Vetter: Es ist schön, den Sommer zu genießen, ohne selbst unter Druck zu stehen. Ich habe die Olympia-Übertragungen wirklich sehr genossen. Es ist auch gut, mal einen Cut zu machen und sich mental neu zu sortieren, wenn man bis Los Angeles 2028 blicken will. Es ist wichtig zu überlegen, an welchen Stellschrauben man vielleicht noch drehen muss, besonders was die Trainingssteuerung in meinem Alter angeht, wo gewisse Sachen nicht mehr so intensiv betrieben werden müssen.

Neugebauer? „Beim Speerwerfen fehlt ihm die richtige Technik“

SPORT1: Was nehmen Sie sich für die nächste Zeit vor? Haben Sie ein Ziel vor Augen?

Vetter: Mein langfristiges Ziel ist jetzt erst mal, die Zeit nach meiner OP Monat für Monat zu betrachten. Es ist eine Herausforderung, aber man freut sich über jeden Fortschritt, den man abhaken kann. Einige Sachen gehen schneller als gedacht, wie die Mobilität oder die Tatsache, dass ich keine Schmerzmittel mehr brauche. Und dann kommt die nächste Herausforderung, um mit dem Arm wieder mehr machen zu können. Da werden auch wieder viel Blut, Schweiß und Tränen fließen. Mein Ziel für nächstes Jahr ist es, konstant über 85 Meter zu werfen und mich für einen Höhepunkt zu qualifizieren.

SPORT1: In Paris hat Zehnkämpfer Leo Neugebauer die Goldmedaille verpasst - unter anderem, weil er im Speerwurf Boden verlor ...

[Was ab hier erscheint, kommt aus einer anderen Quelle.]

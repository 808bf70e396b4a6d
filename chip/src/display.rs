//! The raster of the chip.
//!
//! The graphics of the Chip 8 are black and white and the screen has a total of `2048` pixels
//! `(64 x 32)`. Sprites are XORed onto the raster and wrap around on both axis.
use std::fmt;

use crate::definitions::display;

/// The monochrome pixel buffer, stored row major.
#[derive(Clone, PartialEq, Eq)]
pub struct Raster {
    cells: Vec<Vec<bool>>,
}

impl Default for Raster {
    fn default() -> Self {
        Self {
            cells: vec![vec![false; display::WIDTH]; display::HEIGHT],
        }
    }
}

impl Raster {
    pub fn new() -> Self {
        Self::default()
    }

    /// Will turn every pixel off.
    pub fn clear(&mut self) {
        for row in self.cells.iter_mut() {
            row.fill(false);
        }
    }

    /// Will XOR the sprite rows onto the raster with `(x, y)` as the top left corner.
    ///
    /// Every row is a byte, the most significant bit being the leftmost pixel.
    /// Coordinates wrap around, so a sprite crossing the right or bottom edge
    /// continues on the left or top edge.
    ///
    /// Returns `true` if any pixel was turned from on to off.
    ///
    /// ```rust
    /// # use chip::display::Raster;
    /// let mut raster = Raster::new();
    /// assert!(!raster.blit(62, 0, &[0b1100_0000]));
    /// assert!(raster.pixel(63, 0));
    /// // drawing the same sprite again erases it and collides
    /// assert!(raster.blit(62, 0, &[0b1100_0000]));
    /// assert!(raster.is_blank());
    /// ```
    pub fn blit(&mut self, x: usize, y: usize, rows: &[u8]) -> bool {
        let mut collision = false;

        for (i, row) in rows.iter().enumerate() {
            let py = (y + i) % display::HEIGHT;

            for j in 0..display::SPRITE_WIDTH {
                let mask = 0x80u8 >> j;
                if row & mask == 0 {
                    continue;
                }

                let px = (x + j) % display::WIDTH;
                let cell = &mut self.cells[py][px];

                collision |= *cell;
                *cell = !*cell;
            }
        }

        collision
    }

    /// The state of the given pixel, the coordinates wrap around.
    pub fn pixel(&self, x: usize, y: usize) -> bool {
        self.cells[y % display::HEIGHT][x % display::WIDTH]
    }

    /// Will return a immutable slice of the rows.
    pub fn rows(&self) -> &[Vec<bool>] {
        &self.cells[..]
    }

    /// A copy of the current raster, for readers on a different schedule.
    pub fn snapshot(&self) -> Vec<Vec<bool>> {
        self.cells.clone()
    }

    /// Checks if all the pixels are off.
    pub fn is_blank(&self) -> bool {
        self.cells.iter().all(|row| row.iter().all(|cell| !cell))
    }

    /// The amount of pixels that are on.
    pub fn count(&self) -> usize {
        self.cells
            .iter()
            .map(|row| row.iter().filter(|cell| **cell).count())
            .sum()
    }
}

impl fmt::Debug for Raster {
    fn fmt(&self, f: &mut fmt::Formatter<'_>) -> fmt::Result {
        f.debug_struct("Raster")
            .field("on", &self.count())
            .finish()
    }
}

impl fmt::Display for Raster {
    fn fmt(&self, f: &mut fmt::Formatter<'_>) -> fmt::Result {
        for (i, row) in self.cells.iter().enumerate() {
            if i > 0 {
                writeln!(f)?;
            }
            let line: String = row.iter().map(|&on| if on { '█' } else { ' ' }).collect();
            f.write_str(line.trim_end())?;
        }
        Ok(())
    }
}

#[cfg(test)]
mod tests {
    use super::*;
    use crate::definitions::display::fontset;

    /// glyph `0`
    const SPRITE: [u8; 5] = [0xF0, 0x90, 0x90, 0x90, 0xF0];

    #[test]
    fn test_blit_draws_msb_first() {
        let mut raster = Raster::new();
        assert!(!raster.blit(0, 0, &[0b1000_0001]));
        assert!(raster.pixel(0, 0));
        assert!(!raster.pixel(1, 0));
        assert!(raster.pixel(7, 0));
        assert_eq!(raster.count(), 2);
    }

    #[test]
    fn test_double_draw_cancels() {
        let mut raster = Raster::new();

        assert!(!raster.blit(10, 7, &SPRITE));
        assert_eq!(raster.count(), 14);

        assert!(raster.blit(10, 7, &SPRITE));
        assert!(raster.is_blank());
    }

    #[test]
    fn test_collision_on_partial_overlap() {
        let mut raster = Raster::new();
        assert!(!raster.blit(0, 0, &[0b1111_0000]));
        // overlaps a single pixel at x = 3
        assert!(raster.blit(3, 0, &[0b1000_0000]));
        assert!(!raster.pixel(3, 0));
        // pixels turned on only do not collide
        assert!(!raster.blit(4, 0, &[0b1000_0000]));
    }

    #[test]
    fn test_wraps_horizontally() {
        let mut raster = Raster::new();
        assert!(!raster.blit(60, 0, &[0xFF]));

        for x in 60..64 {
            assert!(raster.pixel(x, 0));
        }
        for x in 0..4 {
            assert!(raster.pixel(x, 0), "column {} should be wrapped", x);
        }
        assert_eq!(raster.count(), 8);
    }

    #[test]
    fn test_wraps_vertically() {
        let mut raster = Raster::new();
        assert!(!raster.blit(0, 30, &[0x80, 0x80, 0x80, 0x80]));

        assert!(raster.pixel(0, 30));
        assert!(raster.pixel(0, 31));
        assert!(raster.pixel(0, 0));
        assert!(raster.pixel(0, 1));
        assert_eq!(raster.count(), 4);
    }

    #[test]
    fn test_wraps_corner() {
        let mut raster = Raster::new();
        assert!(!raster.blit(63, 31, &[0xC0, 0xC0]));
        assert!(raster.pixel(63, 31));
        assert!(raster.pixel(0, 31));
        assert!(raster.pixel(63, 0));
        assert!(raster.pixel(0, 0));
    }

    #[test]
    fn test_start_coordinates_wrap() {
        let mut raster = Raster::new();
        raster.blit(64 + 5, 32 + 2, &[0x80]);
        assert!(raster.pixel(5, 2));
    }

    #[test]
    fn test_clear() {
        let mut raster = Raster::new();
        raster.blit(0, 0, &fontset::FONTSET[..fontset::GLYPH_SIZE]);
        assert!(!raster.is_blank());
        raster.clear();
        assert!(raster.is_blank());
        assert_eq!(raster, Raster::new());
    }

    #[test]
    fn test_display_glyph() {
        let mut raster = Raster::new();
        raster.blit(0, 0, &SPRITE);
        let text = raster.to_string();
        let lines: Vec<_> = text.lines().take(5).collect();
        assert_eq!(lines, vec!["████", "█  █", "█  █", "█  █", "████"]);
    }
}
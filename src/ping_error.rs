use std::{error::Error, fmt};

pub type PingResult<T> = std::result::Result<T, PingError>;

#[derive(Clone, Debug, PartialEq, Eq)]
pub enum PingError {
    /// Rejected by `Pinger::start` before any network activity.
    InvalidConfig(String),
    ResolutionFailed(String),
    MalformedPacket(String),
    /// An echo reply carried an identifier no live session is registered under.
    UnknownSession(u16),
    SendFailed(String),
    /// The socket of an address family is unusable.
    Transport(String),
    Io(String),
}

impl PingError {
    fn kind_str(&self) -> &'static str {
        match self {
            PingError::InvalidConfig(_) => "invalid config",
            PingError::ResolutionFailed(_) => "resolution failed",
            PingError::MalformedPacket(_) => "malformed packet",
            PingError::UnknownSession(_) => "unknown session",
            PingError::SendFailed(_) => "send failed",
            PingError::Transport(_) => "transport failure",
            PingError::Io(_) => "io error",
        }
    }
}

impl fmt::Display for PingError {
    fn fmt(&self, f: &mut fmt::Formatter<'_>) -> Result<(), fmt::Error> {
        write!(f, "PingError({})", self.kind_str())?;
        match self {
            PingError::UnknownSession(identifier) => write!(f, ": identifier {identifier:#06x}")?,
            PingError::InvalidConfig(message)
            | PingError::ResolutionFailed(message)
            | PingError::MalformedPacket(message)
            | PingError::SendFailed(message)
            | PingError::Transport(message)
            | PingError::Io(message) => {
                if !message.is_empty() {
                    write!(f, ": {message}")?;
                }
            }
        }
        Ok(())
    }
}

impl Error for PingError {
    fn source(&self) -> Option<&(dyn Error + 'static)> {
        None
    }
}

impl From<std::io::Error> for PingError {
    fn from(error: std::io::Error) -> PingError {
        PingError::Io(error.to_string())
    }
}
use pinger::{PingConfig, PingError, PingInfo, PingListener, Pinger, SocketType};
use std::sync::{Arc, Mutex};
use std::time::{Duration, Instant};

use more_asserts as ma;
use tracing::Level;
use tracing_subscriber::FmtSubscriber;

/*
* Note: Raw sockets work only with root privileges.
*/

#[derive(Default)]
struct Tally {
    started: usize,
    replies: Vec<(u16, Duration)>,
    timeouts: usize,
    failures: Vec<PingError>,
    stopped: usize,
}

#[derive(Clone, Default)]
struct TallyListener {
    tally: Arc<Mutex<Tally>>,
}

impl PingListener for TallyListener {
    fn on_start(&self, _info: &PingInfo) {
        self.tally.lock().unwrap().started += 1;
    }

    fn on_stop(&self, _info: &PingInfo) {
        self.tally.lock().unwrap().stopped += 1;
    }

    fn on_reply_received(&self, _info: &PingInfo, sequence: u16, elapsed: Duration) {
        self.tally.lock().unwrap().replies.push((sequence, elapsed));
    }

    fn on_timeout(&self, _info: &PingInfo, _sequence: u16) {
        self.tally.lock().unwrap().timeouts += 1;
    }

    fn on_exception(&self, _info: &PingInfo, error: &PingError, _is_fatal: bool) {
        self.tally.lock().unwrap().failures.push(error.clone());
    }
}

#[test]
#[ignore = "needs root"]
fn ping_localhost_with_raw_socket_succeeds() {
    let subscriber = FmtSubscriber::builder().with_max_level(Level::TRACE).finish();
    tracing::subscriber::set_global_default(subscriber).expect("setting default subscriber failed");

    let listener = TallyListener::default();
    let pinger = Pinger::with_socket_type(listener.clone(), SocketType::Raw).unwrap();
    let config = PingConfig {
        interval: Duration::from_millis(50),
        timeout: Duration::from_millis(500),
        max_sequence: 4,
        pattern: b"pinger".to_vec(),
        reverse_lookup: false,
        ..PingConfig::default()
    };

    pinger.start("127.0.0.1", config).unwrap();
    let deadline = Instant::now() + Duration::from_secs(5);
    while listener.tally.lock().unwrap().stopped == 0 {
        assert!(Instant::now() < deadline, "session did not stop in time");
        std::thread::sleep(Duration::from_millis(10));
    }

    let tally = listener.tally.lock().unwrap();
    assert_eq!(1, tally.started);
    assert_eq!(0, tally.timeouts);
    assert!(tally.failures.is_empty(), "{:?}", tally.failures);
    assert_eq!(vec![1, 2, 3, 4], tally.replies.iter().map(|(sequence, _)| *sequence).collect::<Vec<_>>());
    for (_, elapsed) in &tally.replies {
        ma::assert_lt!(*elapsed, Duration::from_millis(500));
    }
}
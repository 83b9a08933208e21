//! Echo request/reply framing for ICMPv4 and ICMPv6.
//!
//! Packets are built fresh for every request and parsed fresh for every
//! received datagram; nothing is shared between the send and receive paths.

use crate::PingResult;
use std::net::IpAddr;

mod sequence_number;
mod v4;
mod v6;

pub(crate) use sequence_number::SequenceNumber;

#[derive(Copy, Clone, Debug, Eq, Hash, PartialEq)]
pub(crate) enum IcmpFamily {
    V4,
    V6,
}

impl IcmpFamily {
    pub(crate) fn of(addr: &IpAddr) -> IcmpFamily {
        match addr {
            IpAddr::V4(_) => IcmpFamily::V4,
            IpAddr::V6(_) => IcmpFamily::V6,
        }
    }
}

#[derive(Copy, Clone, Debug, Eq, PartialEq)]
pub(crate) enum EchoKind {
    Request,
    Reply,
}

#[derive(Clone, Debug, Eq, PartialEq)]
pub(crate) struct EchoPacket {
    pub kind: EchoKind,
    pub identifier: u16,
    pub sequence: SequenceNumber,
    pub payload: Vec<u8>,
    pub checksum_valid: bool,
}

#[derive(Clone, Debug, Eq, PartialEq)]
pub(crate) enum Decoded {
    Echo(EchoPacket),
    /// Any ICMP message that is not an echo request or reply.
    Other { icmp_type: u8 },
}

pub(crate) fn encode_echo_request(
    family: IcmpFamily,
    identifier: u16,
    sequence: SequenceNumber,
    payload: &[u8],
) -> PingResult<Vec<u8>> {
    match family {
        IcmpFamily::V4 => v4::encode_echo_request(identifier, sequence, payload),
        IcmpFamily::V6 => v6::encode_echo_request(identifier, sequence, payload),
    }
}

/// Fails with `PingError::MalformedPacket` on truncated or otherwise broken frames.
pub(crate) fn decode(family: IcmpFamily, buf: &[u8]) -> PingResult<Decoded> {
    match family {
        IcmpFamily::V4 => v4::decode(buf),
        IcmpFamily::V6 => v6::decode(buf),
    }
}
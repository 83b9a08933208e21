use super::TSocket;
use crate::details::icmp::IcmpFamily;
use socket2::Type;
use std::net::IpAddr;
use std::{io, time::Duration};

/// Unprivileged ICMP socket (`SOCK_DGRAM`, `IPPROTO_ICMP`).
pub(crate) struct DgramSocket {
    socket: socket2::Socket,
    family: IcmpFamily,
}

impl DgramSocket {
    pub(crate) fn new(family: IcmpFamily, read_timeout: Duration) -> Result<Self, io::Error> {
        tracing::debug!(?family, "creating DgramSocket");
        let socket = super::open(family, Type::DGRAM, read_timeout)?;
        Ok(DgramSocket { socket, family })
    }
}

impl TSocket for DgramSocket {
    fn send_to(&self, buf: &[u8], addr: &socket2::SockAddr) -> io::Result<usize> {
        self.socket.send_to(buf, addr)
    }

    fn recv_from(&self, buf: &mut [u8]) -> io::Result<(usize, IpAddr)> {
        super::recv_into(&self.socket, buf)
    }

    fn set_ttl(&self, ttl: u8) -> io::Result<()> {
        super::set_hop_limit(&self.socket, self.family, ttl)
    }

    fn rewrites_identifier(&self) -> bool {
        true
    }
}
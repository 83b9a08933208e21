#![warn(rust_2018_idioms)]
#![warn(clippy::pedantic)]
#![allow(clippy::missing_errors_doc)]

//! Concurrent ICMP echo sessions with callback or channel based reporting.

pub use event::{ChannelListener, PingEvent, PingListener};
pub use ping_config::{
    PingConfig, DEFAULT_INTERVAL, DEFAULT_PAYLOAD_SIZE, DEFAULT_TIMEOUT, DEFAULT_TTL, MAX_INTERVAL,
    MAX_PAYLOAD_SIZE, MAX_TIMEOUT,
};
pub use ping_error::{PingError, PingResult};
pub use ping_info::{PingId, PingInfo};
pub use pinger::{Pinger, PingerHandle, SocketType};

mod details;
mod event;
mod ping_config;
mod ping_error;
mod ping_info;
mod pinger;
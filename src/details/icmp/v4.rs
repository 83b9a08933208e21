use super::{Decoded, EchoKind, EchoPacket, SequenceNumber};
use crate::{PingError, PingResult};
use pnet_packet::icmp::{
    echo_reply::EchoReplyPacket,
    echo_request::{EchoRequestPacket as EchoRequestPacketV4, MutableEchoRequestPacket as MutableEchoRequestPacketV4},
    IcmpCode, IcmpPacket, IcmpTypes,
};
use pnet_packet::ipv4::Ipv4Packet;
use pnet_packet::{Packet, PrimitiveValues};

pub(super) fn encode_echo_request(identifier: u16, sequence: SequenceNumber, payload: &[u8]) -> PingResult<Vec<u8>> {
    let buf = vec![0u8; EchoRequestPacketV4::minimum_packet_size() + payload.len()];
    let mut package = MutableEchoRequestPacketV4::owned(buf)
        .ok_or_else(|| PingError::MalformedPacket("could not create ICMP package".to_owned()))?;
    package.set_icmp_type(IcmpTypes::EchoRequest);
    package.set_icmp_code(IcmpCode::new(0));
    package.set_identifier(identifier);
    package.set_sequence_number(sequence.into());
    package.set_payload(payload);

    package.set_checksum(0_u16);
    let checksum = IcmpPacket::new(package.packet())
        .map(|icmp| pnet_packet::icmp::checksum(&icmp))
        .ok_or_else(|| PingError::MalformedPacket("could not compute checksum".to_owned()))?;
    package.set_checksum(checksum);
    Ok(package.packet().to_vec())
}

pub(super) fn decode(buf: &[u8]) -> PingResult<Decoded> {
    let icmp_bytes = strip_ipv4_header(buf)?;
    let icmp = IcmpPacket::new(icmp_bytes)
        .ok_or_else(|| PingError::MalformedPacket(format!("{} bytes are too short for ICMP", icmp_bytes.len())))?;
    let icmp_type = icmp.get_icmp_type();
    let kind = if icmp_type == IcmpTypes::EchoReply {
        EchoKind::Reply
    } else if icmp_type == IcmpTypes::EchoRequest {
        EchoKind::Request
    } else {
        return Ok(Decoded::Other { icmp_type: icmp_type.to_primitive_values().0 });
    };

    // Echo request and echo reply share the same layout.
    let echo = EchoReplyPacket::new(icmp_bytes)
        .ok_or_else(|| PingError::MalformedPacket(format!("{} bytes are too short for echo", icmp_bytes.len())))?;
    let checksum_valid = pnet_packet::icmp::checksum(&icmp) == icmp.get_checksum();
    Ok(Decoded::Echo(EchoPacket {
        kind,
        identifier: echo.get_identifier(),
        sequence: echo.get_sequence_number().into(),
        payload: echo.payload().to_vec(),
        checksum_valid,
    }))
}

// Raw IPv4 sockets (and datagram sockets on some platforms) hand out the whole
// IP packet. ICMP never starts with a version nibble of 4, so this is unambiguous.
fn strip_ipv4_header(buf: &[u8]) -> PingResult<&[u8]> {
    match buf.first() {
        Some(first) if first >> 4 == 4 => {
            let ipv4_packet = Ipv4Packet::new(buf)
                .ok_or_else(|| PingError::MalformedPacket("truncated IPv4 header".to_owned()))?;
            let header_len = usize::from(ipv4_packet.get_header_length()) * 4;
            if header_len < Ipv4Packet::minimum_packet_size() || header_len > buf.len() {
                return Err(PingError::MalformedPacket(format!("bad IPv4 header length {header_len}")));
            }
            Ok(&buf[header_len..])
        }
        _ => Ok(buf),
    }
}
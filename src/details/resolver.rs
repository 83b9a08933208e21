use crate::PingError;
use std::net::IpAddr;
use std::result::Result;

/// Forward lookup. Blocks; call it off any timing-critical thread.
///
/// IP literals are returned as they are. IPv4 addresses are preferred.
pub(crate) fn resolve(hostname: &str) -> Result<IpAddr, PingError> {
    if let Ok(ip) = hostname.parse::<IpAddr>() {
        return Ok(ip);
    }
    let ips: Vec<IpAddr> = dns_lookup::lookup_host(hostname)
        .map_err(|e| PingError::ResolutionFailed(format!("could not resolve hostname {hostname}: {e}")))?;
    ips.iter()
        .find(|ip| ip.is_ipv4())
        .or_else(|| ips.first())
        .copied()
        .ok_or_else(|| PingError::ResolutionFailed(format!("no address for hostname {hostname}")))
}

/// Best effort reverse lookup; a failure just means there is no name.
pub(crate) fn reverse_lookup(ip: IpAddr) -> Option<String> {
    match dns_lookup::lookup_addr(&ip) {
        Ok(hostname) if hostname != ip.to_string() => Some(hostname),
        Ok(_) => None,
        Err(e) => {
            tracing::trace!(%ip, "reverse lookup failed: {e}");
            None
        }
    }
}

#[cfg(test)]
mod tests {
    use super::*;

    use std::net::{Ipv4Addr, Ipv6Addr};

    #[test]
    fn ip_literals_are_not_looked_up() {
        assert_eq!(IpAddr::V4(Ipv4Addr::new(10, 1, 2, 3)), resolve("10.1.2.3").unwrap());
        assert_eq!(IpAddr::V6(Ipv6Addr::LOCALHOST), resolve("::1").unwrap());
    }

    #[test]
    fn test_lookup_host() {
        let ip = resolve("localhost").unwrap();

        assert!(ip.is_loopback());
    }

    #[test]
    fn empty_hostname_fails() {
        assert!(matches!(resolve(""), Err(PingError::ResolutionFailed(_))));
    }

    #[test]
    fn test_lookup_addr() {
        let ip_127_0_0_1 = IpAddr::V4(Ipv4Addr::new(127, 0, 0, 1));

        if let Some(hostname) = reverse_lookup(ip_127_0_0_1) {
            assert!(hostname.contains("localhost"), "unexpected name {hostname}");
        }
    }
}
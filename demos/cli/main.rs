use pinger::{ChannelListener, PingConfig, PingEvent, Pinger, SocketType};
use std::collections::HashSet;
use std::time::Duration;

type GenericError = Box<dyn std::error::Error + Send + Sync + 'static>;

#[derive(argh::FromArgs)]
/// ping - send ICMP ECHO_REQUEST to network hosts
struct Args {
    #[argh(option, short = 'c', default = "10")]
    /// stop a host after <count> sequences
    count: u16,

    #[argh(option, short = 'i', default = "1000")]
    /// milliseconds between requests
    interval: u64,

    #[argh(option, short = 'W', default = "1000")]
    /// milliseconds to wait for each reply
    timeout: u64,

    #[argh(option, short = 't', default = "pinger::DEFAULT_TTL")]
    /// time to live
    ttl: u8,

    #[argh(option, short = 's', default = "pinger::DEFAULT_PAYLOAD_SIZE")]
    /// payload bytes
    size: usize,

    #[argh(switch)]
    /// use raw sockets (needs root)
    raw: bool,

    #[argh(switch, short = 'v')]
    /// log engine internals
    verbose: bool,

    #[argh(positional)]
    /// host names or IP addresses
    hosts: Vec<String>,
}

fn main() -> Result<(), GenericError> {
    let args: Args = argh::from_env();

    let level = if args.verbose { tracing::Level::TRACE } else { tracing::Level::WARN };
    let subscriber = tracing_subscriber::FmtSubscriber::builder().with_max_level(level).finish();
    tracing::subscriber::set_global_default(subscriber)?;

    let socket_type = if args.raw { SocketType::Raw } else { SocketType::Dgram };
    let (listener, events) = ChannelListener::new();
    let pinger = Pinger::with_socket_type(listener, socket_type)?;
    let config = PingConfig {
        interval: Duration::from_millis(args.interval),
        timeout: Duration::from_millis(args.timeout),
        ttl: args.ttl,
        payload_size: args.size,
        ..PingConfig::default()
    };

    let mut running = HashSet::new();
    let mut started = HashSet::new();
    for host in &args.hosts {
        running.insert(pinger.start(host, config.clone())?);
    }

    while !running.is_empty() {
        let event = events.recv()?;
        match &event {
            PingEvent::Start(info) => println!("PING {info}: {} data bytes", info.payload_size),
            PingEvent::ReplyReceived { info, sequence, elapsed } => {
                println!(
                    "{} bytes from {info}: icmp_seq={sequence} ttl={} time={elapsed:?}",
                    info.payload_size, info.ttl
                );
            }
            PingEvent::Timeout { info, sequence } => println!("{info}: icmp_seq={sequence} timed out"),
            PingEvent::SendError { info, sequence } => println!("{info}: icmp_seq={sequence} could not be sent"),
            PingEvent::Exception { info, error, is_fatal } => {
                println!("{info}: {error}{}", if *is_fatal { " (fatal)" } else { "" });
            }
            PingEvent::Stop(info) => println!("--- {info} stopped ---"),
        }

        if let Some(sequence) = event.sequence() {
            if sequence >= args.count {
                event.info().stop();
            }
        }
        match event {
            PingEvent::Start(info) => {
                started.insert(info.ping_id);
            }
            PingEvent::Stop(info) => {
                running.remove(&info.ping_id);
            }
            // a session that fails before it starts ends without a stop
            PingEvent::Exception { info, .. } if !started.contains(&info.ping_id) => {
                running.remove(&info.ping_id);
            }
            _ => {}
        }
    }

    Ok(())
}
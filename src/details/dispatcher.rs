use crate::details::lock;
use crate::{PingError, PingEvent, PingId, PingListener, PingResult};
use std::collections::HashSet;
use std::panic::{self, AssertUnwindSafe};
use std::sync::{mpsc, Arc, Mutex};
use std::thread::{self, JoinHandle, ThreadId};

enum Dispatch {
    Event(PingId, PingEvent),
    /// The session's `Stop` has been handed over; forget about it.
    Retire(PingId),
    Shutdown,
}

// The dispatcher thread holds `delivery` for as long as a listener callback runs.
struct Gate {
    silenced: Mutex<HashSet<PingId>>,
    delivery: Mutex<()>,
}

/// Hands events to the listener on a single thread, in the order they were emitted.
pub(crate) struct Dispatcher {
    sender: DispatchSender,
    thread_handle: Mutex<Option<JoinHandle<()>>>,
}

#[derive(Clone)]
pub(crate) struct DispatchSender {
    tx: mpsc::Sender<Dispatch>,
    gate: Arc<Gate>,
    dispatcher_thread: ThreadId,
}

impl Dispatcher {
    pub(crate) fn start(listener: Box<dyn PingListener>) -> PingResult<Self> {
        let (tx, rx) = mpsc::channel::<Dispatch>();
        let gate = Arc::new(Gate { silenced: Mutex::new(HashSet::new()), delivery: Mutex::new(()) });
        let thread_gate = gate.clone();
        let handle = thread::Builder::new()
            .name("pinger-dispatch".to_owned())
            .spawn(move || dispatch_loop(listener.as_ref(), &thread_gate, &rx))
            .map_err(|e| PingError::Io(format!("cannot spawn dispatcher thread: {e}")))?;

        Ok(Dispatcher {
            sender: DispatchSender { tx, gate, dispatcher_thread: handle.thread().id() },
            thread_handle: Mutex::new(Some(handle)),
        })
    }

    pub(crate) fn sender(&self) -> DispatchSender {
        self.sender.clone()
    }

    /// Delivers everything queued so far, then ends the dispatcher thread.
    pub(crate) fn shutdown(&self) {
        let _ = self.sender.tx.send(Dispatch::Shutdown);
        let handle = lock(&self.thread_handle).take();
        if let Some(handle) = handle {
            if handle.thread().id() == thread::current().id() {
                // dropped from inside a callback; the loop ends after it returns
            } else if handle.join().is_err() {
                tracing::error!("dispatcher thread panicked");
            }
        }
    }
}

impl DispatchSender {
    pub(crate) fn emit(&self, id: PingId, event: PingEvent) {
        if self.tx.send(Dispatch::Event(id, event)).is_err() {
            tracing::trace!(ping_id = %id, "dispatcher is gone, event dropped");
        }
    }

    /// Drops every undelivered event of `id` except its `Stop`.
    ///
    /// When called outside the dispatcher thread this waits for a callback in
    /// progress, so no other callback for `id` starts after it returns.
    pub(crate) fn close(&self, id: PingId) {
        lock(&self.gate.silenced).insert(id);
        if thread::current().id() != self.dispatcher_thread {
            drop(lock(&self.gate.delivery));
        }
        let _ = self.tx.send(Dispatch::Retire(id));
    }
}

fn dispatch_loop(listener: &dyn PingListener, gate: &Gate, rx: &mpsc::Receiver<Dispatch>) {
    for dispatch in rx {
        match dispatch {
            Dispatch::Event(id, event) => {
                let _delivery = lock(&gate.delivery);
                if !matches!(event, PingEvent::Stop(_)) && lock(&gate.silenced).contains(&id) {
                    tracing::trace!(ping_id = %id, "session closed, dropping {event:?}");
                    continue;
                }
                if panic::catch_unwind(AssertUnwindSafe(|| listener.on_event(&event))).is_err() {
                    tracing::warn!(ping_id = %id, "listener panicked on {event:?}");
                }
            }
            Dispatch::Retire(id) => {
                lock(&gate.silenced).remove(&id);
            }
            Dispatch::Shutdown => break,
        }
    }
    tracing::debug!("dispatcher finished");
}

Vetter: Was mich wundert, ist, dass er so stark Diskus werfen kann, aber das Speerwerfen bei ihm so bescheiden ist, besonders bei seiner Körpergröße. Vielleicht sollte ich mal mit ihm darüber sprechen, wenn ich ihn mal persönlich treffe. Er hat so viel Kraft und Explosivität - beim Kugelstoßen stößt er über 17 Meter -, aber beim Speerwerfen fehlt ihm die richtige Technik. Aber es wäre ja schlimm, wenn die Zehnkämpfer besser wären als die Spezialisten (lacht).